Но поэтическое использование эмоционального наследия романтики имеет у Гейне и другое направление. Возрождая народные элементы поэзии прошлого, Гейне непосредственно ставит его на службу популярной революционной поэзии. В несравненной "Песне ткачей" и, во многих частях "Германии" ему удается превратить демократический тон романтической народной поэзии в революционный обвинительный акт или в победную песнь. Да и в позднейшей гейневской поэзии имеется масса примеров использования народной поэзии непосредственно или в иронически видоизмененной форме для революционных целей, для разоблачения поэтически замаскированного убожества социальной действительности.
Гейне удается применить популярно-демократический элемент поэзии прошлого таким образом, что элегия непосредственно превращается в торжественный гимн грядущей народной революции. Победителем средневековья выступает не капиталистическая проза, а поэзия революции. Лучше всего это выражено в позднейшем стихотворении Гейне "Карл I":
В темной чаще леса спряталась избенка; В той избенке ветхий угольщик живет, И сидит король там…. нянчит он ребенка И так тихо, грустно песенку поет: Баю-баю… В хлеве заблеяли овцы… Что это в соломе шевелится так? Спи! Но как сквозь сон ты страшно улыбнулся!.. Да… Ведь мне понятен на челе твой знак. Баю-баю-баю! Умерла кощурка — На тебе я вижу этот страшный знак — Будешь человеком… топорам замашешь… Что в лесу деревья задрожали так? В угольщике старом веры уж немного; Дети их не будут… — баюшки-баю! Да, они не будут больше верить в бога, И еще-то меньше — верить в короля. Умерла кошурка… радость резвым мышкам… Баю-баю-баю!.. весь я изнемог… Нас поднимут насмех; мы смешны им будем; Я — король здесь долу, а на небе — бог. Изнемог я… Сердце у меня изныло; С каждым днем мне хуже… Спи, дитя, не плачь! Баю-баю-баю! Я ведь это знаю, Знаю: ты, малютка, будешь-мой палач! Колыбельной песнью я тебя баюкал — Этой, самой песнью я себя отпел Прежде ты мне срежешь волосы седые… Вот топор у шеи слышу зазвенел… Что это в соломе так зашевелилось? Покорил ты царство — мышка весела. Ты ведь мне от шеи голову отрубишь… Да, играет мышка: кошка умерла. Что это в соломе так зашевелилось? Заблеяли овцы, слышен стон и вой. Умерла кошурка: мышка зарезвилась… Баю-баю-баю… Спи, палачик мой!Гейне действительно является последним романтическим и в то же время первым современным поэтом. В этом отношении он не имел никаких последователей, да и не мог их иметь в Германии. Только Георг Веерт, менее отягощенный наследием немецкого романтизма, в более чувственной, более плебейской форме продолжает линию Гейне. Поэтическое наследие Гейне начинают по-настоящему открывать и оценивать только теперь, после устранения из нашей литературы формалистических предрассудков позднейшего буржуазного искусства.

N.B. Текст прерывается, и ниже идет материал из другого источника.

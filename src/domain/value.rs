//! Dynamic scope values and database column coercion.
//!
//! Scope values form a closed variant: the expression evaluator, the
//! path writer, and the JSON renderer are the only consumers, and all
//! three match exhaustively.

use std::collections::BTreeMap;
use std::fmt;

use serde::ser::{Serialize, SerializeMap, SerializeSeq, Serializer};

/// A value held in the request scope.
#[derive(Debug, Clone, PartialEq, Default)]
pub enum Value {
    #[default]
    Null,
    Bool(bool),
    Int(i64),
    Float(f64),
    String(String),
    List(Vec<Value>),
    Map(BTreeMap<String, Value>),
}

impl Value {
    /// Name of the variant, used in error messages.
    pub fn type_name(&self) -> &'static str {
        match self {
            Value::Null => "null",
            Value::Bool(_) => "bool",
            Value::Int(_) => "int",
            Value::Float(_) => "float",
            Value::String(_) => "string",
            Value::List(_) => "list",
            Value::Map(_) => "map",
        }
    }

    /// Boolean coercion: `true` is true, `false` and null are false,
    /// every other value is true.
    pub fn truthy(&self) -> bool {
        match self {
            Value::Bool(b) => *b,
            Value::Null => false,
            _ => true,
        }
    }
}

impl From<&str> for Value {
    fn from(value: &str) -> Self {
        Value::String(value.to_string())
    }
}

impl From<String> for Value {
    fn from(value: String) -> Self {
        Value::String(value)
    }
}

impl From<serde_json::Value> for Value {
    fn from(value: serde_json::Value) -> Self {
        match value {
            serde_json::Value::Null => Value::Null,
            serde_json::Value::Bool(b) => Value::Bool(b),
            serde_json::Value::Number(n) => {
                if let Some(i) = n.as_i64() {
                    Value::Int(i)
                } else {
                    Value::Float(n.as_f64().unwrap_or_default())
                }
            }
            serde_json::Value::String(s) => Value::String(s),
            serde_json::Value::Array(items) => {
                Value::List(items.into_iter().map(Value::from).collect())
            }
            serde_json::Value::Object(entries) => Value::Map(
                entries
                    .into_iter()
                    .map(|(key, value)| (key, Value::from(value)))
                    .collect(),
            ),
        }
    }
}

impl Serialize for Value {
    fn serialize<S: Serializer>(&self, serializer: S) -> Result<S::Ok, S::Error> {
        match self {
            Value::Null => serializer.serialize_unit(),
            Value::Bool(b) => serializer.serialize_bool(*b),
            Value::Int(i) => serializer.serialize_i64(*i),
            Value::Float(f) => serializer.serialize_f64(*f),
            Value::String(s) => serializer.serialize_str(s),
            Value::List(items) => {
                let mut seq = serializer.serialize_seq(Some(items.len()))?;
                for item in items {
                    seq.serialize_element(item)?;
                }
                seq.end()
            }
            Value::Map(entries) => {
                let mut map = serializer.serialize_map(Some(entries.len()))?;
                for (key, value) in entries {
                    map.serialize_entry(key, value)?;
                }
                map.end()
            }
        }
    }
}

/// Coerce a nullable column value into its textual form.
///
/// Null columns become the empty string; everything else takes its
/// default textual formatting.
pub fn db_text<T: fmt::Display>(value: Option<T>) -> String {
    match value {
        Some(value) => value.to_string(),
        None => String::new(),
    }
}

/// Coerce a nullable byte-buffer column into a string.
pub fn db_bytes(value: Option<Vec<u8>>) -> String {
    match value {
        Some(bytes) => String::from_utf8_lossy(&bytes).into_owned(),
        None => String::new(),
    }
}

#[cfg(test)]
mod tests {
    use super::*;

    #[test]
    fn db_bytes_round_trips_utf8() {
        let input = "héllo wörld";
        assert_eq!(db_bytes(Some(input.as_bytes().to_vec())), input);
    }

    #[test]
    fn null_columns_coerce_to_empty_string() {
        assert_eq!(db_bytes(None), "");
        assert_eq!(db_text::<i64>(None), "");
    }

    #[test]
    fn db_text_uses_default_formatting() {
        assert_eq!(db_text(Some(42_i64)), "42");
        assert_eq!(db_text(Some(true)), "true");
        assert_eq!(db_text(Some(1.5_f64)), "1.5");
    }

    #[test]
    fn truthiness_follows_coercion_rules() {
        assert!(Value::Bool(true).truthy());
        assert!(!Value::Bool(false).truthy());
        assert!(!Value::Null.truthy());
        assert!(Value::Int(0).truthy());
        assert!(Value::String(String::new()).truthy());
    }

    #[test]
    fn json_numbers_split_into_int_and_float() {
        let value = Value::from(serde_json::json!({"a": 1, "b": 1.5, "c": [true, null]}));
        let Value::Map(entries) = value else {
            panic!("expected map");
        };
        assert_eq!(entries["a"], Value::Int(1));
        assert_eq!(entries["b"], Value::Float(1.5));
        assert_eq!(
            entries["c"],
            Value::List(vec![Value::Bool(true), Value::Null])
        );
    }

    #[test]
    fn serializes_as_plain_json() {
        let mut map = BTreeMap::new();
        map.insert("n".to_string(), Value::String("1".to_string()));
        let value = Value::List(vec![Value::Map(map)]);
        assert_eq!(
            serde_json::to_string(&value).expect("serialize"),
            r#"[{"n":"1"}]"#
        );
    }
}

Германская реакция всегда инстинктивно чувствовала революционное величие Гейне и всегда прилагала величайшие усилия для того, чтобы вычеркнуть это имя из истории немецкой литературы. Не случайно, что один только Гейне, несмотря на всю свою популярность, никогда не мог заслужить себе официального памятника в Германии, известной своей манией ставить памятники. Реакционная история литературы всегда старалась изобразить величайшего со времен Гете немецкого поэта лишь эпизодической фигурой и поставить на его место таких миловидных карликов, как Мерике.
Понимая, что ирония Гейне еще более убийственна для Третьей империи, чем для Пруссии накануне 1848 г., фашизм стремится вытравить его поэзию из сознания немцев.
Лучшим памятником Гейне будет освобождение немецкого народа от фашистских орангутангов.